## WORK TO COMPLETE
In the entries below, how many lines include "service"? Reply with the number and nothing more.

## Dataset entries
========================================================================
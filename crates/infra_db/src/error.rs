//! Database error types

use thiserror::Error;

/// SQLSTATE for a unique constraint violation
const UNIQUE_VIOLATION: &str = "23505";
/// SQLSTATE for a NOT NULL violation
const NOT_NULL_VIOLATION: &str = "23502";
/// SQLSTATE for a CHECK constraint violation
const CHECK_VIOLATION: &str = "23514";
/// SQLSTATE for a value too long for its column
const STRING_DATA_RIGHT_TRUNCATION: &str = "22001";
/// SQLSTATE for a number that does not fit its column, e.g. `NUMERIC(19,2)`
const NUMERIC_VALUE_OUT_OF_RANGE: &str = "22003";

/// Failures of the `insurances` table store
#[derive(Debug, Error)]
pub enum DatabaseError {
    #[error("Failed to connect to database: {0}")]
    ConnectionFailed(String),

    /// No connection became free within the acquire timeout
    #[error("Connection pool exhausted")]
    PoolExhausted,

    #[error("Insurance record {id} not found")]
    NotFound { id: i64 },

    /// A second row tried to take an existing policy number
    #[error("Duplicate entry violates {constraint}: {message}")]
    DuplicateEntry { constraint: String, message: String },

    /// A row was rejected by a column or check constraint
    #[error("Constraint violation: {0}")]
    ConstraintViolation(String),

    #[error("Migration failed: {0}")]
    MigrationFailed(String),

    #[error("Query failed: {0}")]
    QueryFailed(String),
}

impl DatabaseError {
    pub fn not_found(id: i64) -> Self {
        DatabaseError::NotFound { id }
    }

    pub fn is_not_found(&self) -> bool {
        matches!(self, DatabaseError::NotFound { .. })
    }

    pub fn is_constraint_violation(&self) -> bool {
        matches!(
            self,
            DatabaseError::DuplicateEntry { .. } | DatabaseError::ConstraintViolation(_)
        )
    }

    pub fn is_connection_error(&self) -> bool {
        matches!(
            self,
            DatabaseError::ConnectionFailed(_) | DatabaseError::PoolExhausted
        )
    }
}

impl From<&sqlx::Error> for DatabaseError {
    fn from(error: &sqlx::Error) -> Self {
        match error {
            sqlx::Error::PoolTimedOut => DatabaseError::PoolExhausted,
            sqlx::Error::Io(e) => DatabaseError::ConnectionFailed(e.to_string()),
            sqlx::Error::PoolClosed => DatabaseError::ConnectionFailed(error.to_string()),
            sqlx::Error::Database(db_err) => {
                let message = db_err.message().to_string();
                // https://www.postgresql.org/docs/current/errcodes-appendix.html
                match db_err.code().as_deref() {
                    Some(UNIQUE_VIOLATION) => DatabaseError::DuplicateEntry {
                        constraint: db_err.constraint().unwrap_or("unique constraint").to_string(),
                        message,
                    },
                    Some(
                        NOT_NULL_VIOLATION
                        | CHECK_VIOLATION
                        | STRING_DATA_RIGHT_TRUNCATION
                        | NUMERIC_VALUE_OUT_OF_RANGE,
                    ) => DatabaseError::ConstraintViolation(message),
                    _ => DatabaseError::QueryFailed(message),
                }
            }
            _ => DatabaseError::QueryFailed(error.to_string()),
        }
    }
}

/// Classifies an owned SQLx error
pub(crate) fn classify(error: sqlx::Error) -> DatabaseError {
    DatabaseError::from(&error)
}
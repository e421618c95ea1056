//! Port adapters over the repositories
//!
//! ```rust,ignore
//! use infra_db::adapters::PostgresPolicyAdapter;
//! use domain_policy::InsurancePolicyPort;
//!
//! let adapter = PostgresPolicyAdapter::new(pool);
//! let policy = adapter.find_by_id(policy_id).await?;
//! ```

pub mod policy;

pub use policy::PostgresPolicyAdapter;
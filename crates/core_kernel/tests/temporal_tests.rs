//! Property tests for timestamp handling

use chrono::{DateTime, Duration, TimeZone, Utc};
use core_kernel::temporal::{advance_past, truncate_to_micros, format_timestamp};
use proptest::prelude::*;

fn timestamp(secs: i64, nanos: u32) -> DateTime<Utc> {
    Utc.timestamp_opt(secs, nanos).unwrap()
}

proptest! {
    #[test]
    fn advance_past_is_strictly_later(
        secs in 0i64..4_000_000_000,
        nanos in 0u32..1_000_000_000,
        offset_us in -5_000_000i64..5_000_000,
    ) {
        let previous = truncate_to_micros(timestamp(secs, nanos));
        let now = previous + Duration::microseconds(offset_us);
        prop_assert!(advance_past(previous, now) > previous);
    }

    #[test]
    fn truncation_never_moves_forward(secs in 0i64..4_000_000_000, nanos in 0u32..1_000_000_000) {
        let ts = timestamp(secs, nanos);
        let truncated = truncate_to_micros(ts);
        prop_assert!(truncated <= ts);
        prop_assert!(ts - truncated < Duration::microseconds(1));
    }

    #[test]
    fn formatted_timestamps_have_fixed_width(secs in 0i64..253_402_300_799) {
        prop_assert_eq!(format_timestamp(Some(timestamp(secs, 0))).len(), 19);
    }
}
//! Insurance policy handlers

use axum::{
    extract::State,
    http::{header, StatusCode},
    response::{IntoResponse, Response},
    Json,
};
use core_kernel::PolicyId;
use domain_policy::{InsurancePolicy, PolicyDraft};

use crate::error::ApiError;
use crate::export::{content_disposition, render_csv};
use crate::extractors::{ValidatedJson, ValidatedPath};
use crate::AppState;

/// Lists every policy record
pub async fn list_policies(
    State(state): State<AppState>,
) -> Result<Json<Vec<InsurancePolicy>>, ApiError> {
    Ok(Json(state.service.list_all().await?))
}

/// Gets a policy record by id
pub async fn get_policy(
    State(state): State<AppState>,
    ValidatedPath(id): ValidatedPath<PolicyId>,
) -> Result<Json<InsurancePolicy>, ApiError> {
    state
        .service
        .get_by_id(id)
        .await?
        .map(Json)
        .ok_or_else(|| ApiError::NotFound(format!("Insurance policy {} not found", id)))
}

/// Creates a policy record
pub async fn create_policy(
    State(state): State<AppState>,
    ValidatedJson(draft): ValidatedJson<PolicyDraft>,
) -> Result<(StatusCode, Json<InsurancePolicy>), ApiError> {
    let created = state.service.create(draft).await?;
    Ok((StatusCode::CREATED, Json(created)))
}

/// Replaces every mutable field of a policy record
pub async fn update_policy(
    State(state): State<AppState>,
    ValidatedPath(id): ValidatedPath<PolicyId>,
    ValidatedJson(draft): ValidatedJson<PolicyDraft>,
) -> Result<Json<InsurancePolicy>, ApiError> {
    Ok(Json(state.service.update(id, draft).await?))
}

/// Deletes a policy record
pub async fn delete_policy(
    State(state): State<AppState>,
    ValidatedPath(id): ValidatedPath<PolicyId>,
) -> Result<StatusCode, ApiError> {
    state.service.delete(id).await?;
    Ok(StatusCode::NO_CONTENT)
}

/// Exports every policy record as a CSV attachment
pub async fn export_policies(State(state): State<AppState>) -> Result<Response, ApiError> {
    let policies = state.service.list_all().await?;
    let body = render_csv(&policies);

    Ok((
        [
            (header::CONTENT_TYPE, "text/plain; charset=utf-8".to_string()),
            (header::CONTENT_DISPOSITION, content_disposition()),
        ],
        body,
    )
        .into_response())
}
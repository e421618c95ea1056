//! Core Kernel - Foundational types shared by every layer of the records service
//!
//! This crate provides the building blocks used across the workspace:
//! - Strongly-typed record identifiers
//! - Port error and health-check types for the ports and adapters seam
//! - Calendar date and timestamp handling

pub mod identifiers;
pub mod ports;
pub mod temporal;

pub use identifiers::PolicyId;
pub use ports::{AdapterHealth, DomainPort, HealthCheckResult, HealthCheckable, PortError};
pub use temporal::{format_date, format_timestamp, advance_past, now_micros};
========================================================================
## SOLUTION TO THIS PROBLEM
7